When driving from Ayr to Townsville airport this morning to come back to Canberra I was overwhelmed by the number of police, emergency, SES and fire rescue vehicles heading south but particularly by the constant stream of tradies' utes and four-wheel-drives with trailers, ladders, mobile workshops, a range of doors, gates and the like, and generators all heading south to help. I know from Yasi the reassurance of seeing Army convoys and helicopters heading into the affected areas. To know that the Defence Force is on the way is a real reassurance to those whose stress levels and equilibrium have been imbalanced by the events of the past 48 hours.
In Ayr, where I live and where the cyclone was originally tracking, we were very lucky. I want to thank and acknowledge all those friends, relatives and Facebook friends—many of whom I have never personally met—who sent messages of support, including, I am proud to say, almost every one of my coalition colleagues in this chamber and the Prime Minister. Believe me, in times of terror, it does help to know that others are thinking of you.

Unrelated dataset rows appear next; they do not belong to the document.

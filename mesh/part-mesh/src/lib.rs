//! Triangle-mesh substrate for part-graph analysis.
//!
//! This crate provides the mesh-side foundation for decomposing an object
//! into rigid parts:
//!
//! - [`TriMesh`] - An indexed triangle mesh with derived measures
//! - [`Aabb`] - Axis-aligned bounding box
//! - [`split_surface_pieces`] - Split a mesh into maximal connected pieces
//! - [`load_obj`] / [`save_obj`] - Wavefront OBJ I/O
//! - [`save_stl`] - Binary STL export
//!
//! # Coordinate System
//!
//! The pipeline works in a **z-up right-handed** frame. Input OBJ files are
//! conventionally y-up; [`TriMesh::swap_yup_to_zup`] converts on load by
//! swapping each vertex's Y and Z components and repairing face winding so
//! normals stay outward.
//!
//! # Units
//!
//! Unit-agnostic. All coordinates are `f64`.
//!
//! # Example
//!
//! ```
//! use part_mesh::{cuboid, split_surface_pieces};
//! use nalgebra::{Point3, Vector3};
//!
//! // Two disjoint boxes in one mesh.
//! let mut mesh = cuboid(Point3::new(0.0, 0.0, 0.5), Vector3::new(1.0, 1.0, 1.0));
//! mesh.merge(&cuboid(Point3::new(5.0, 0.0, 0.5), Vector3::new(1.0, 1.0, 1.0)));
//!
//! let pieces = split_surface_pieces(&mesh);
//! assert_eq!(pieces.len(), 2);
//! ```

#![warn(missing_docs)]
#![warn(clippy::all)]
#![warn(clippy::pedantic)]
#![deny(clippy::unwrap_used)]
#![deny(clippy::expect_used)]

mod bounds;
mod error;
mod mesh;
mod obj;
mod split;
mod stl;

pub use bounds::Aabb;
pub use error::{MeshError, MeshResult};
pub use mesh::{cuboid, TriMesh};
pub use obj::{load_obj, save_obj};
pub use split::split_surface_pieces;
pub use stl::save_stl;

// Re-export nalgebra types for convenience
pub use nalgebra::{Point3, Vector3};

In Ayr, we missed it, thankfully, but I do feel for those friends and the residents of Bowen, Airlie Beach, Proserpine and Mackay who have borne the brunt of Cyclone Debbie. Having lived through a couple of cyclones in my lifetime, I can attest to the absolute terror one feels for oneself and loved ones as the gale-force winds increase and the howling of wind and rain and flying debris escalates to a nerve-wracking crescendo, buffeting one's home as one huddles terrified, usually in a blacked-out room, almost defenceless, waiting and hoping and praying. Unlike other calamities, cyclones are entirely unpredictable and unstoppable. There is nothing you can do but try to stay safe with your loved ones and pray. And Debbie was worse than many in that it was so slow moving, meaning that the increasing terror was drawn out like some form of heinous torture.
Cyclones are one small detriment of living in the North, in God's own country, I might say, and I know that the resilience of the people will shine through, as always, and that things will get back to normal quickly. The natural beauty of the North will quickly recuperate and tourists will shortly be again enjoying one of the seventh and, indeed, eighth wonders of the world, with the reef and the rainforests. The mines will crank up again, commerce will get back to normal, the farmers will harvest, and all of the wonderful services we have in the North will be business as usual.
We do feel for those who have lost homes and businesses and other property; the farmers in Proserpine and Mackay, in particular, who would have lost crops; and the tourist places that will suffer not only from the damage but from overinflated bad news. The Commonwealth and Queensland governments will help there. Insurance companies and banks will also be doing their bit.
Tonight, I think it is important that we acknowledge all those who have helped. If you are one of those thousands who will never be named individually but whose main preoccupation in the last few days has been helping others, please accept this on behalf of perhaps all Australians as our thanks and our grateful acknowledgement for what you have done.